§ **Work required**
Stop after the line containing "pub struct Scorer"; retype every line of the data before it exactly, starting from the first.

§ **Saved entries**
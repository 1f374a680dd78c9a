use crate::model_artifact::{CreditModel, InferenceError, LoadedModel, ModelInfo};
use crate::models::CardFeatures;
use std::sync::Arc;

#[derive(Debug, Clone, PartialEq, thiserror::Error)]
pub enum ScoreError {
    /// No model was loaded at startup.
    #[error("credit model is not loaded")]
    ModelUnavailable,
    #[error("model produced a non-finite score: {0}")]
    NonFinitePrediction(f64),
    #[error(transparent)]
    Inference(#[from] InferenceError),
}

/// Applies the pre-trained credit model to card features.
///
/// Cheap to clone; the model itself is shared read-only between requests.
#[derive(Clone, Default)]
pub struct Scorer {
    model: Option<Arc<dyn CreditModel>>,
    info: Option<ModelInfo>,
}

impl Scorer {
    pub fn new(model: Arc<dyn CreditModel>) -> Self {
        Self {
            model: Some(model),
            info: None,
        }
    }

    /// A scorer with no model; every call fails with [`ScoreError::ModelUnavailable`].
    pub fn unavailable() -> Self {
        Self::default()
    }

    pub fn from_loaded(loaded: Option<LoadedModel>) -> Self {
        match loaded {
            Some(loaded) => Self {
                model: Some(loaded.model),
                info: Some(loaded.info),
            },
            None => Self::unavailable(),
        }
    }

    pub fn is_available(&self) -> bool {
        self.model.is_some()
    }

    pub fn model_info(&self) -> Option<&ModelInfo> {
        self.info.as_ref()
    }

    pub fn score(&self, features: &CardFeatures) -> Result<f64, ScoreError> {
        let model = self.model.as_ref().ok_or(ScoreError::ModelUnavailable)?;

        let score = model.predict(&features.to_vector())?;
        if !score.is_finite() {
            return Err(ScoreError::NonFinitePrediction(score));
        }

        Ok(score)
    }
}
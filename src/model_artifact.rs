//! Pre-trained credit model artifacts.
//!
//! The model is a regressor exported to ONNX (e.g. scikit-learn through
//! skl2onnx) taking one `[1, 4]` float tensor ordered as [`FEATURE_NAMES`]
//! and producing a single score. It is loaded once at startup and shared by
//! every request.

use crate::models::FEATURE_NAMES;
use ort::session::{builder::GraphOptimizationLevel, Session};
use ort::value::{Tensor, ValueType};
use serde::{Deserialize, Serialize};
use sha2::{Digest, Sha256};
use std::path::Path;
use std::sync::{Arc, Mutex};

const FEATURE_COUNT: usize = FEATURE_NAMES.len();

/// A pre-trained predictive function over the four card features.
pub trait CreditModel: Send + Sync {
    /// Predict a credit score from features ordered as [`FEATURE_NAMES`].
    fn predict(&self, features: &[f64; 4]) -> Result<f64, InferenceError>;
}

#[derive(Debug, Clone, PartialEq, thiserror::Error)]
#[error("model inference failed: {0}")]
pub struct InferenceError(pub String);

#[derive(Debug, thiserror::Error)]
pub enum ModelLoadError {
    #[error("model artifact not found at {0}")]
    NotFound(String),
    #[error("failed to read model artifact: {0}")]
    Io(#[from] std::io::Error),
    #[error("failed to load ONNX model: {0}")]
    Onnx(String),
    #[error("invalid model artifact: {0}")]
    Invalid(String),
}

/// Identifying details of the model in use, reported by `/health`.
#[derive(Debug, Clone, PartialEq, Serialize, Deserialize)]
pub struct ModelInfo {
    pub name: String,
    pub input: String,
    pub output: String,
    /// Hex SHA-256 of the artifact bytes.
    pub sha256: String,
}

/// ONNX Runtime session wrapped as a [`CreditModel`].
pub struct OnnxCreditModel {
    session: Mutex<Session>,
    input_name: String,
    output_name: String,
}

impl OnnxCreditModel {
    /// Build a session from serialized ONNX bytes.
    pub fn from_memory(bytes: &[u8]) -> Result<Self, ModelLoadError> {
        let session = Session::builder()
            .map_err(onnx_error)?
            .with_optimization_level(GraphOptimizationLevel::Level3)
            .map_err(onnx_error)?
            .with_intra_threads(1)
            .map_err(onnx_error)?
            .commit_from_memory(bytes)
            .map_err(onnx_error)?;

        let inputs = session.inputs();
        if inputs.len() != 1 {
            return Err(ModelLoadError::Invalid(format!(
                "expected a single input tensor, found {}",
                inputs.len()
            )));
        }
        check_input_width(inputs[0].dtype())?;
        let input_name = inputs[0].name().to_string();

        let output_names: Vec<&str> = session.outputs().iter().map(|o| o.name()).collect();
        let output_name = select_output(&output_names)
            .ok_or_else(|| ModelLoadError::Invalid("model has no outputs".to_string()))?
            .to_string();

        Ok(Self {
            session: Mutex::new(session),
            input_name,
            output_name,
        })
    }

    pub fn input_name(&self) -> &str {
        &self.input_name
    }

    pub fn output_name(&self) -> &str {
        &self.output_name
    }
}

impl CreditModel for OnnxCreditModel {
    fn predict(&self, features: &[f64; 4]) -> Result<f64, InferenceError> {
        let data: Vec<f32> = features.iter().map(|&v| v as f32).collect();
        let input = Tensor::from_array(([1_i64, FEATURE_COUNT as i64], data.into_boxed_slice()))
            .map_err(|e| InferenceError(format!("failed to create input tensor: {}", e)))?;

        let mut session = self
            .session
            .lock()
            .map_err(|e| InferenceError(format!("lock error: {}", e)))?;
        let outputs = session
            .run(ort::inputs![self.input_name.as_str() => input])
            .map_err(|e| InferenceError(e.to_string()))?;

        let output = outputs
            .get(self.output_name.as_str())
            .ok_or_else(|| InferenceError(format!("missing output '{}'", self.output_name)))?;

        // skl2onnx emits float32 by default; double-precision exports are also accepted.
        if let Ok((_, data)) = output.try_extract_tensor::<f32>() {
            return first_value(data.iter().map(|&v| v as f64));
        }
        match output.try_extract_tensor::<f64>() {
            Ok((_, data)) => first_value(data.iter().copied()),
            Err(e) => Err(InferenceError(format!(
                "output '{}' is not a numeric tensor: {}",
                self.output_name, e
            ))),
        }
    }
}

fn first_value(mut values: impl Iterator<Item = f64>) -> Result<f64, InferenceError> {
    values
        .next()
        .ok_or_else(|| InferenceError("model returned an empty tensor".to_string()))
}

fn onnx_error(e: impl std::fmt::Display) -> ModelLoadError {
    ModelLoadError::Onnx(e.to_string())
}

/// Pick the score output: the first one that is not a class label.
fn select_output<'a>(names: &[&'a str]) -> Option<&'a str> {
    names
        .iter()
        .find(|name| !name.contains("label"))
        .or_else(|| names.first())
        .copied()
}

/// The input must accept `FEATURE_COUNT` columns. Dynamic dimensions are accepted.
fn check_input_width(dtype: &ValueType) -> Result<(), ModelLoadError> {
    match dtype {
        ValueType::Tensor { shape, .. } => match shape.last() {
            Some(&width) if width > 0 && width as usize != FEATURE_COUNT => {
                Err(ModelLoadError::Invalid(format!(
                    "model expects {} features, have {} ({})",
                    width,
                    FEATURE_COUNT,
                    FEATURE_NAMES.join(", ")
                )))
            }
            _ => Ok(()),
        },
        other => Err(ModelLoadError::Invalid(format!(
            "model input is not a tensor: {:?}",
            other
        ))),
    }
}

fn sha256_hex(bytes: &[u8]) -> String {
    let mut hasher = Sha256::new();
    hasher.update(bytes);
    hex::encode(hasher.finalize())
}

/// A validated model ready to serve predictions.
#[derive(Clone)]
pub struct LoadedModel {
    pub info: ModelInfo,
    pub model: Arc<dyn CreditModel>,
}

impl std::fmt::Debug for LoadedModel {
    fn fmt(&self, f: &mut std::fmt::Formatter<'_>) -> std::fmt::Result {
        f.debug_struct("LoadedModel").field("info", &self.info).finish()
    }
}

impl LoadedModel {
    pub fn from_bytes(name: &str, bytes: &[u8]) -> Result<Self, ModelLoadError> {
        let model = OnnxCreditModel::from_memory(bytes)?;

        Ok(Self {
            info: ModelInfo {
                name: name.to_string(),
                input: model.input_name().to_string(),
                output: model.output_name().to_string(),
                sha256: sha256_hex(bytes),
            },
            model: Arc::new(model),
        })
    }

    /// Load an artifact from disk. The model is named after the file stem.
    pub fn load<P: AsRef<Path>>(path: P) -> Result<Self, ModelLoadError> {
        let path = path.as_ref();
        let bytes = std::fs::read(path).map_err(|e| match e.kind() {
            std::io::ErrorKind::NotFound => ModelLoadError::NotFound(path.display().to_string()),
            _ => ModelLoadError::Io(e),
        })?;

        let name = path
            .file_stem()
            .map(|s| s.to_string_lossy().into_owned())
            .unwrap_or_else(|| "model".to_string());

        let loaded = Self::from_bytes(&name, &bytes)?;
        tracing::info!(
            model = %loaded.info.name,
            input = %loaded.info.input,
            output = %loaded.info.output,
            sha256 = %loaded.info.sha256,
            path = %path.display(),
            "Credit model loaded"
        );

        Ok(loaded)
    }

    /// Load the model at startup, tolerating a missing artifact.
    ///
    /// A missing file yields `Ok(None)` so the service can run without scores.
    /// Any other failure is returned since a corrupt artifact must not be ignored.
    pub fn load_optional<P: AsRef<Path>>(path: P) -> Result<Option<Self>, ModelLoadError> {
        match Self::load(&path) {
            Ok(model) => Ok(Some(model)),
            Err(ModelLoadError::NotFound(path)) => {
                tracing::warn!(
                    "Model artifact '{}' not found. Predictions will not work.",
                    path
                );
                Ok(None)
            }
            Err(e) => Err(e),
        }
    }
}

#[cfg(test)]
mod tests {
    use super::*;

    #[test]
    fn test_regressor_output_is_selected() {
        assert_eq!(select_output(&["variable"]), Some("variable"));
        assert_eq!(
            select_output(&["output_label", "output_probability"]),
            Some("output_probability")
        );
        assert_eq!(select_output(&["label"]), Some("label"));
        assert_eq!(select_output(&[]), None);
    }

    #[test]
    fn test_artifact_checksum_is_stable() {
        assert_eq!(
            sha256_hex(b"abc"),
            "ba7816bf8f01cfea414140de5dae2223b00361a396177a9cb410ff61f20015ad"
        );
    }

    #[test]
    fn test_first_value_of_empty_tensor_is_an_error() {
        assert_eq!(first_value([712.5_f64, 1.0].into_iter()), Ok(712.5));
        assert!(first_value(std::iter::empty()).is_err());
    }

    #[test]
    fn test_garbage_bytes_are_rejected() {
        let result = LoadedModel::from_bytes("broken", b"not an onnx model");
        assert!(matches!(result, Err(ModelLoadError::Onnx(_))));
    }

    #[test]
    fn test_missing_file_is_tolerated() {
        let result = LoadedModel::load_optional("/nonexistent/credit-model.onnx").unwrap();
        assert!(result.is_none());
    }

    #[test]
    fn test_corrupt_file_fails_startup() {
        let path = std::env::temp_dir().join(format!("credit-model-{}.onnx", std::process::id()));
        std::fs::write(&path, b"\x00\x01garbage").unwrap();

        let result = LoadedModel::load_optional(&path);
        std::fs::remove_file(&path).ok();

        assert!(result.is_err());
    }
}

§ **Task output**
repository 1f374a680dd78c9a
use crate::model_artifact::{CreditModel, InferenceError, LoadedModel, ModelInfo};
use crate::models::CardFeatures;
use std::sync::Arc;

#[derive(Debug, Clone, PartialEq, thiserror::Error)]
pub enum ScoreError {
    /// No model was loaded at startup.
    #[error("credit model is not loaded")]
    ModelUnavailable,
    #[error("model produced a non-finite score: {0}")]
    NonFinitePrediction(f64),
    #[error(transparent)]
    Inference(#[from] InferenceError),
}

/// Applies the pre-trained credit model to card features.
///
/// Cheap to clone; the model itself is shared read-only between requests.
#[derive(Clone, Default)]
pub struct Scorer {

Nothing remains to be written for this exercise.